As a complement to mechanical recycling, chemically recycling plastics waste can give a solid boost to the overall recycling percentage. Chemical recycling yields high-quality recyclate, moreover, that can be reused in food packaging. In several earlier studies CE Delft compared the climate benefits of various forms of chemical recycling with the routes of waste incineration and mechanical recycling. These studies showed that dissolution and depolymerisation technologies are better for the climate than incineration, to approximately the same degree as mechanical recycling. Pyrolysis and gasification both score about half as well in terms of climate benefit.

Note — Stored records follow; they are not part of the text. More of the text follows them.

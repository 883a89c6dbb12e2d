//! Connection Manager
//!
//! Owns the transport and the session's connection lifecycle. This is the
//! only writer of [`ConnectionState`]; everything else observes it through
//! snapshots or [`ConnectionEvent`]s.
//!
//! # Lifecycle
//!
//! ```text
//! Unconfigured --configure--> Configuring --ok--> Connecting <--> Open
//!       ^                          |                   |           |
//!       +---------fail-------------+                   +--dispose--+--> Closed
//! ```
//!
//! Transport drops while the session is live map back to `Connecting`; the
//! transport keeps retrying underneath. `Closed` is terminal and reached
//! only through [`ConnectionManager::dispose`].

use crate::config::EngineConfig;
use crate::error::ConfigError;
use crate::messages::{ConnectionState, Envelope};
use crate::transport::{ChatTransport, TransportError, TransportEvent};

/// Something the connection layer wants the engine to know about
#[derive(Clone, Debug, PartialEq, Eq)]
pub enum ConnectionEvent {
    /// The lifecycle state changed
    StateChanged(ConnectionState),
    /// One raw inbound frame, ready for normalization
    Frame(String),
}

/// Connection lifecycle and send gating over a [`ChatTransport`]
pub struct ConnectionManager<T: ChatTransport> {
    transport: T,
    http: reqwest::Client,
    config: EngineConfig,
    state: ConnectionState,
}

impl<T: ChatTransport> ConnectionManager<T> {
    /// Create a manager over the given transport.
    ///
    /// # Panics
    ///
    /// Panics if the HTTP client cannot be constructed (malformed TLS
    /// backend setup, which cannot happen with default features).
    #[must_use]
    pub fn new(transport: T, config: EngineConfig) -> Self {
        let http = reqwest::Client::builder()
            .timeout(config.request_timeout())
            .build()
            .expect("Failed to create HTTP client");

        Self {
            transport,
            http,
            config,
            state: ConnectionState::Unconfigured,
        }
    }

    /// Current lifecycle state
    #[must_use]
    pub fn state(&self) -> ConnectionState {
        self.state
    }

    /// Run the database configuration handshake, then connect.
    ///
    /// Sends `POST /configure-database` with `{"database_url": url}`. On
    /// acceptance the session proceeds to [`ConnectionState::Connecting`];
    /// on any failure it returns to [`ConnectionState::Unconfigured`] so
    /// the caller may retry with a corrected URL. Empty or whitespace-only
    /// URLs are rejected without touching the network.
    pub async fn configure(&mut self, url: &str) -> Result<(), ConfigError> {
        if url.trim().is_empty() {
            return Err(ConfigError::EmptyUrl);
        }
        if self.state != ConnectionState::Unconfigured {
            return Err(ConfigError::InvalidState(self.state));
        }

        self.state = ConnectionState::Configuring;
        let endpoint = self.config.configure_endpoint();
        tracing::info!(endpoint = %endpoint, "Configuring database");

        let response = self
            .http
            .post(&endpoint)
            .json(&serde_json::json!({ "database_url": url }))
            .send()
            .await;

        let response = match response {
            Ok(r) => r,
            Err(e) => {
                self.state = ConnectionState::Unconfigured;
                tracing::warn!(error = %e, "Configuration request failed");
                return Err(ConfigError::Network(e.to_string()));
            }
        };

        if !response.status().is_success() {
            let status = response.status();
            let detail = rejection_detail(response, status).await;
            self.state = ConnectionState::Unconfigured;
            tracing::warn!(status = %status, detail = %detail, "Configuration rejected");
            return Err(ConfigError::Rejected(detail));
        }

        tracing::info!("Database configured");
        self.connect().await.map_err(|e| match e {
            TransportError::Closed => ConfigError::InvalidState(ConnectionState::Closed),
            other => ConfigError::Network(other.to_string()),
        })
    }

    /// Start establishing the chat link.
    ///
    /// Idempotent while connecting or open. Fails after disposal, and in
    /// [`ConnectionState::Unconfigured`] when the config requires the
    /// handshake to happen first.
    pub async fn connect(&mut self) -> Result<(), TransportError> {
        match self.state {
            ConnectionState::Connecting | ConnectionState::Open => return Ok(()),
            ConnectionState::Closed => return Err(TransportError::Closed),
            ConnectionState::Unconfigured if self.config.require_configuration => {
                return Err(TransportError::InvalidState(
                    "configuration required before connecting".to_string(),
                ));
            }
            ConnectionState::Unconfigured | ConnectionState::Configuring => {}
        }

        self.state = ConnectionState::Connecting;
        self.transport.connect().await
    }

    /// Send one request envelope, gated on the link being open
    pub async fn send(&self, envelope: &Envelope) -> Result<(), TransportError> {
        if self.state != ConnectionState::Open {
            return Err(TransportError::NotConnected);
        }
        let frame = serde_json::to_string(envelope)
            .map_err(|e| TransportError::SerializationError(e.to_string()))?;
        self.transport.send(frame).await
    }

    /// Await the next connection event.
    ///
    /// Translates transport events into lifecycle transitions: `Up` means
    /// [`ConnectionState::Open`], `Down` means back to
    /// [`ConnectionState::Connecting`] while the transport retries. Events
    /// that do not change the observable state are swallowed. Returns
    /// `None` once the transport is done for good.
    pub async fn poll_event(&mut self) -> Option<ConnectionEvent> {
        loop {
            let event = self.transport.next_event().await?;
            if let Some(out) = self.apply(event) {
                return Some(out);
            }
        }
    }

    /// Non-blocking variant of [`ConnectionManager::poll_event`]
    pub fn try_poll_event(&mut self) -> Option<ConnectionEvent> {
        loop {
            let event = self.transport.try_next_event()?;
            if let Some(out) = self.apply(event) {
                return Some(out);
            }
        }
    }

    fn apply(&mut self, event: TransportEvent) -> Option<ConnectionEvent> {
        match event {
            TransportEvent::Up => {
                if self.state == ConnectionState::Closed {
                    return None;
                }
                self.state = ConnectionState::Open;
                tracing::info!("Connection open");
                Some(ConnectionEvent::StateChanged(ConnectionState::Open))
            }
            TransportEvent::Down => {
                if self.state == ConnectionState::Closed {
                    return None;
                }
                self.state = ConnectionState::Connecting;
                tracing::info!("Connection lost, transport retrying");
                Some(ConnectionEvent::StateChanged(ConnectionState::Connecting))
            }
            TransportEvent::Frame(raw) => Some(ConnectionEvent::Frame(raw)),
        }
    }

    /// Tear the session down permanently. Idempotent.
    pub async fn dispose(&mut self) {
        if self.state == ConnectionState::Closed {
            return;
        }
        self.transport.shutdown().await;
        self.state = ConnectionState::Closed;
        tracing::info!("Connection disposed");
    }
}

/// Extract the backend's `detail` message from a rejection body, falling
/// back to a generic description with the status code.
async fn rejection_detail(response: reqwest::Response, status: reqwest::StatusCode) -> String {
    if let Ok(body) = response.json::<serde_json::Value>().await {
        if let Some(detail) = body.get("detail").and_then(|d| d.as_str()) {
            return detail.to_string();
        }
    }
    format!("backend returned status {status}")
}
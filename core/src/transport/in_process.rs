//! In-Process Transport
//!
//! Direct channel-based transport for tests and embedded use. The far end
//! of the pair plays the backend: it receives the frames the client sends
//! and injects [`TransportEvent`]s (frames, link drops) back.
//!
//! # Usage
//!
//! ```ignore
//! let (mut transport, mut sent_rx, inject_tx) = InProcessTransport::new_pair();
//! transport.connect().await?;
//!
//! // Backend side: read what the client sent, reply with a frame.
//! let outbound = sent_rx.recv().await.unwrap();
//! inject_tx.send(TransportEvent::Frame("{...}".into())).await.unwrap();
//! ```

use std::collections::VecDeque;

use async_trait::async_trait;
use tokio::sync::mpsc;

use super::traits::{ChatTransport, TransportError, TransportEvent};

/// Channel-backed transport with a scriptable far end
pub struct InProcessTransport {
    /// Outbound frames, delivered to the far end
    frame_tx: mpsc::Sender<String>,
    /// Events injected by the far end
    event_rx: mpsc::Receiver<TransportEvent>,
    /// Locally synthesized events (the `Up` from `connect`)
    queued: VecDeque<TransportEvent>,
    /// Whether the simulated link is open
    open: bool,
    /// Whether the transport was shut down
    shut_down: bool,
}

impl InProcessTransport {
    /// Create a transport and its far end.
    ///
    /// Returns:
    /// - `InProcessTransport`: hand this to the engine
    /// - `mpsc::Receiver<String>`: frames the client sends arrive here
    /// - `mpsc::Sender<TransportEvent>`: inject inbound frames or link
    ///   drops from the test
    #[must_use]
    pub fn new_pair() -> (
        Self,
        mpsc::Receiver<String>,
        mpsc::Sender<TransportEvent>,
    ) {
        let (frame_tx, frame_rx) = mpsc::channel(100);
        let (event_tx, event_rx) = mpsc::channel(100);

        let transport = Self {
            frame_tx,
            event_rx,
            queued: VecDeque::new(),
            open: false,
            shut_down: false,
        };

        (transport, frame_rx, event_tx)
    }

    fn track(&mut self, event: &TransportEvent) {
        match event {
            TransportEvent::Up => self.open = true,
            TransportEvent::Down => self.open = false,
            TransportEvent::Frame(_) => {}
        }
    }
}

#[async_trait]
impl ChatTransport for InProcessTransport {
    async fn connect(&mut self) -> Result<(), TransportError> {
        if self.shut_down {
            return Err(TransportError::Closed);
        }
        if !self.open {
            self.open = true;
            self.queued.push_back(TransportEvent::Up);
        }
        Ok(())
    }

    async fn send(&self, frame: String) -> Result<(), TransportError> {
        if !self.open {
            return Err(TransportError::NotConnected);
        }
        self.frame_tx
            .send(frame)
            .await
            .map_err(|_| TransportError::SendFailed("channel closed".to_string()))
    }

    async fn next_event(&mut self) -> Option<TransportEvent> {
        if let Some(event) = self.queued.pop_front() {
            return Some(event);
        }
        if self.shut_down {
            return None;
        }
        let event = self.event_rx.recv().await?;
        self.track(&event);
        Some(event)
    }

    fn try_next_event(&mut self) -> Option<TransportEvent> {
        if let Some(event) = self.queued.pop_front() {
            return Some(event);
        }
        if self.shut_down {
            return None;
        }
        let event = self.event_rx.try_recv().ok()?;
        self.track(&event);
        Some(event)
    }

    fn is_open(&self) -> bool {
        self.open
    }

    async fn shutdown(&mut self) {
        self.open = false;
        self.shut_down = true;
        self.queued.clear();
        self.event_rx.close();
    }
}
//! Protocol and Conversation Types
//!
//! The canonical data model shared by the store, the normalizer, and the
//! connection layer. Every backend payload variant is reconciled into the
//! single [`Message`] shape defined here; the presentation layer only ever
//! sees these types.
//!
//! # Design Philosophy
//!
//! The backend speaks several slightly different JSON dialects for the same
//! semantic content. Rather than letting that leak through the codebase,
//! everything downstream of the normalizer works with one canonical message
//! type. Messages are immutable once created and the conversation log is
//! append-only.

use serde::{Deserialize, Serialize};

/// One row of a tabular query result.
///
/// Keys are column names; values may be scalars or nested structures.
/// Nested values are rendered as their JSON encoding by consumers.
pub type TableRow = serde_json::Map<String, serde_json::Value>;

/// Message identifier, unique within the process
#[derive(Clone, Debug, PartialEq, Eq, Hash, Serialize, Deserialize)]
pub struct MessageId(pub String);

impl MessageId {
    /// Generate a new unique message ID
    pub fn new() -> Self {
        use std::sync::atomic::{AtomicU64, Ordering};
        static COUNTER: AtomicU64 = AtomicU64::new(0);
        let id = COUNTER.fetch_add(1, Ordering::SeqCst);
        Self(format!("msg_{id}"))
    }
}

impl Default for MessageId {
    fn default() -> Self {
        Self::new()
    }
}

/// Who authored a conversation entry
#[derive(Clone, Copy, Debug, PartialEq, Eq, Serialize, Deserialize)]
pub enum Origin {
    /// Typed by the user
    User,
    /// Produced by the backend (or a client-local diagnostic)
    Bot,
}

/// Query intent attached to every outgoing envelope
///
/// Sticky: the engine keeps the last selected mode until the user toggles
/// it. The wire encoding (`general` / `company`) is what the backend
/// expects; [`Mode::Database`] is the client-side name for company mode.
#[derive(Clone, Copy, Debug, Default, PartialEq, Eq, Serialize, Deserialize)]
pub enum Mode {
    /// Free-form conversation, no SQL generation
    #[default]
    #[serde(rename = "general")]
    General,
    /// Database-backed query against the configured company database
    #[serde(rename = "company")]
    Database,
}

impl Mode {
    /// Human-readable label for UI toggles
    #[must_use]
    pub fn label(&self) -> &'static str {
        match self {
            Self::General => "General Chat",
            Self::Database => "Database Mode",
        }
    }
}

/// Outbound request envelope
///
/// Serialized as-is into one WebSocket text frame:
/// `{ "message": "...", "mode": "general" | "company" }`.
#[derive(Clone, Debug, PartialEq, Serialize, Deserialize)]
pub struct Envelope {
    /// The user's query text, forwarded verbatim
    pub message: String,
    /// The mode selected at submit time
    pub mode: Mode,
}

/// A single conversation entry, immutable once created
#[derive(Clone, Debug, PartialEq, Serialize, Deserialize)]
pub struct Message {
    /// Unique message ID
    pub id: MessageId,
    /// Who authored this entry
    pub origin: Origin,
    /// Canonical display text (a fallback string for bot entries that
    /// carried no answer)
    pub text: String,
    /// Whether this entry reports a failure
    pub is_error: bool,
    /// Generated SQL, present only for bot entries that included one
    pub sql: Option<String>,
    /// Tabular result rows, present only for bot entries that included one
    pub table: Option<Vec<TableRow>>,
    /// When the entry was created (Unix timestamp ms)
    pub timestamp: u64,
}

impl Message {
    /// Create a user entry carrying the exact submitted text
    pub fn user(text: impl Into<String>) -> Self {
        Self {
            id: MessageId::new(),
            origin: Origin::User,
            text: text.into(),
            is_error: false,
            sql: None,
            table: None,
            timestamp: now_ms(),
        }
    }

    /// Create a successful bot entry
    pub fn bot(text: impl Into<String>, sql: Option<String>, table: Option<Vec<TableRow>>) -> Self {
        Self {
            id: MessageId::new(),
            origin: Origin::Bot,
            text: text.into(),
            is_error: false,
            sql,
            table,
            timestamp: now_ms(),
        }
    }

    /// Create a bot entry that reports a failure
    ///
    /// Used both for backend-reported errors and for client-local
    /// diagnostics (e.g. an undecodable frame). Never carries SQL or rows.
    pub fn error(text: impl Into<String>) -> Self {
        Self {
            id: MessageId::new(),
            origin: Origin::Bot,
            text: text.into(),
            is_error: true,
            sql: None,
            table: None,
            timestamp: now_ms(),
        }
    }

    /// Column names for the tabular result, derived from row 0 only.
    ///
    /// Later rows with extra or missing keys are rendered as-is against
    /// this fixed column set. This mirrors the backend contract where all
    /// rows share the first row's key set; it is not corrected client-side.
    #[must_use]
    pub fn table_columns(&self) -> Vec<String> {
        self.table
            .as_ref()
            .and_then(|rows| rows.first())
            .map(|row| row.keys().cloned().collect())
            .unwrap_or_default()
    }
}

/// Connection lifecycle states
///
/// Owned by the connection manager; the only writer of this state. The
/// terminal state is [`ConnectionState::Closed`], reached exclusively via
/// explicit disposal.
#[derive(Clone, Copy, Debug, PartialEq, Eq, Serialize, Deserialize)]
pub enum ConnectionState {
    /// No database configured yet (send path locked)
    Unconfigured,
    /// Configuration request in flight
    Configuring,
    /// Transport handshake in progress (including automatic reconnects)
    Connecting,
    /// Link established, send path unlocked
    Open,
    /// Session torn down; terminal, no further reconnection
    Closed,
}

impl ConnectionState {
    /// Human-readable description
    #[must_use]
    pub fn description(&self) -> &'static str {
        match self {
            Self::Unconfigured => "Not configured",
            Self::Configuring => "Configuring database...",
            Self::Connecting => "Connecting...",
            Self::Open => "Connected",
            Self::Closed => "Closed",
        }
    }
}

impl std::fmt::Display for ConnectionState {
    fn fmt(&self, f: &mut std::fmt::Formatter<'_>) -> std::fmt::Result {
        f.write_str(self.description())
    }
}

/// Get current timestamp in milliseconds
pub(crate) fn now_ms() -> u64 {
    std::time::SystemTime::now()
        .duration_since(std::time::UNIX_EPOCH)
        .unwrap_or_default()
        .as_millis() as u64
}

#[cfg(test)]
mod tests {
    use super::*;

    #[test]
    fn test_message_id_unique() {
        let id1 = MessageId::new();
        let id2 = MessageId::new();
        assert_ne!(id1, id2);
    }

    #[test]
    fn test_mode_wire_encoding() {
        assert_eq!(serde_json::to_string(&Mode::General).unwrap(), "\"general\"");
        assert_eq!(serde_json::to_string(&Mode::Database).unwrap(), "\"company\"");
    }

    #[test]
    fn test_mode_default_is_general() {
        assert_eq!(Mode::default(), Mode::General);
    }

    #[test]
    fn test_envelope_wire_shape() {
        let env = Envelope {
            message: "Show me total revenue".to_string(),
            mode: Mode::Database,
        };
        let json = serde_json::to_string(&env).unwrap();
        assert_eq!(json, r#"{"message":"Show me total revenue","mode":"company"}"#);
    }

    #[test]
    fn test_user_message() {
        let msg = Message::user("  hello  ");
        assert_eq!(msg.origin, Origin::User);
        assert_eq!(msg.text, "  hello  ");
        assert!(!msg.is_error);
        assert!(msg.sql.is_none());
        assert!(msg.table.is_none());
    }

    #[test]
    fn test_error_message_carries_no_payload() {
        let msg = Message::error("Error: boom");
        assert_eq!(msg.origin, Origin::Bot);
        assert!(msg.is_error);
        assert!(msg.sql.is_none());
        assert!(msg.table.is_none());
    }

    #[test]
    fn test_table_columns_from_first_row_only() {
        let rows: Vec<TableRow> = serde_json::from_str(
            r#"[{"a":1,"b":2},{"a":3,"b":4,"c":5}]"#,
        )
        .unwrap();
        let msg = Message::bot("text", None, Some(rows));
        // Row 1's extra key does not widen the column set.
        assert_eq!(msg.table_columns(), vec!["a".to_string(), "b".to_string()]);
    }

    #[test]
    fn test_table_columns_empty_without_table() {
        let msg = Message::bot("text", None, None);
        assert!(msg.table_columns().is_empty());
    }

    #[test]
    fn test_connection_state_description() {
        assert_eq!(ConnectionState::Open.description(), "Connected");
        assert_eq!(ConnectionState::Closed.to_string(), "Closed");
    }
}
//! datachat-core - Headless Session Engine for the datachat Analytics Client
//!
//! This crate implements the client-side session logic for a natural-language
//! analytics chat backend, completely independent of any UI framework. It can
//! drive a TUI, web UI, native GUI, or run headless for testing/automation.
//!
//! # Architecture
//!
//! ```text
//! ┌──────────────────────────────────────────────────────────┐
//! │                  Presentation layer                       │
//! │          (renders ViewModel, calls submit/set_mode)       │
//! └───────────────────────────┬──────────────────────────────┘
//!                             │
//! ┌───────────────────────────┼──────────────────────────────┐
//! │                      ChatEngine                           │
//! │  ┌──────────────┐  ┌────────────┐  ┌──────────────────┐  │
//! │  │ Conversation │  │ Normalizer │  │   Connection     │  │
//! │  │    Store     │  │  (A–D →    │  │   Manager        │  │
//! │  │              │  │  Message)  │  │ (state machine)  │  │
//! │  └──────────────┘  └────────────┘  └────────┬─────────┘  │
//! └─────────────────────────────────────────────┼────────────┘
//!                                               │
//!                                      ChatTransport
//!                              (WebSocket / in-process pair)
//! ```
//!
//! # Key Types
//!
//! - [`ChatEngine`]: The session orchestrator; one per conversation
//! - [`ViewModel`]: Immutable snapshot of everything a UI renders
//! - [`Message`]: The canonical conversation entry every payload shape
//!   normalizes into
//! - [`ConnectionState`]: Five-state connection lifecycle
//! - [`transport::ChatTransport`]: The seam for pluggable transports
//!
//! # Quick Start
//!
//! ```ignore
//! use datachat_core::{ChatEngine, EngineConfig, EngineEvent, Mode};
//! use datachat_core::transport::WebSocketTransport;
//!
//! #[tokio::main]
//! async fn main() {
//!     let config = EngineConfig::from_env();
//!     let transport = WebSocketTransport::new(
//!         config.ws_url.clone(),
//!         config.reconnect.clone(),
//!         config.connect_timeout(),
//!     );
//!     let mut engine = ChatEngine::new(transport, config);
//!
//!     engine.connect().await.unwrap();
//!     engine.set_mode(Mode::Database);
//!     engine.submit("Show me total revenue by month").await;
//!
//!     while let Some(event) = engine.next_event().await {
//!         match event {
//!             EngineEvent::Bot(id) => { /* render the new entry */ }
//!             EngineEvent::ConnectionChanged(state) => { /* status line */ }
//!         }
//!     }
//! }
//! ```
//!
//! # Module Overview
//!
//! - [`messages`]: Canonical conversation and protocol types
//! - [`normalize`]: Backend payload variants → one [`Message`] shape
//! - [`format`]: Pure text-to-blocks formatter for display text
//! - [`store`]: Append-only conversation log
//! - [`connection`]: Connection lifecycle and send gating
//! - [`transport`]: Transport trait, WebSocket and in-process impls
//! - [`engine`]: The session orchestrator
//! - [`config`]: Endpoints, timeouts, reconnect policy
//! - [`error`]: Configuration handshake errors
//!
//! # No UI Dependencies
//!
//! This crate has **zero** dependencies on any UI framework. It's pure
//! session logic that can be embedded anywhere.

#![deny(missing_docs)]
#![deny(clippy::all)]
#![warn(clippy::pedantic)]
#![allow(clippy::module_name_repetitions)]

pub mod config;
pub mod connection;
pub mod engine;
pub mod error;
pub mod format;
pub mod messages;
pub mod normalize;
pub mod store;
pub mod transport;

// Re-exports for convenience
pub use config::{EngineConfig, ReconnectPolicy};
pub use connection::{ConnectionEvent, ConnectionManager};
pub use engine::{ChatEngine, EngineEvent, ViewModel};
pub use error::ConfigError;
pub use format::{format_text, Block, Span};
pub use messages::{ConnectionState, Envelope, Message, MessageId, Mode, Origin, TableRow};
pub use normalize::{normalize, parse_frame, NO_RESPONSE, UNKNOWN_ERROR};
pub use store::ConversationStore;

In the Netherlands’ 3rd National Waste Management Plan (LAP3), recycling technologies that can be used for a particular waste category are indicated by a three-rung order of preference (C1, C2, C3), on which chemical recycling is presently on the third, lowest rung. 

In this advisory study, commissioned by Rijkswaterstaat and the ministry of Infrastructure and Water Management, CE Delft addresses the question whether the various forms of chemical recycling should not be listed differently in LAP3. Our recommendation is to promote dissolution and depolymerisation to the top rung (C1) and pyrolysis and gasification to the second (C2).

In March 2020 a minor update of this report was published. Because it is debatable whether dissolution is a form of chemical recycling or whether it should be classed under mechanical recycling, we have  clarified some of the terminology and scoping in our original study. The conclusions and analyses remain unchanged, though.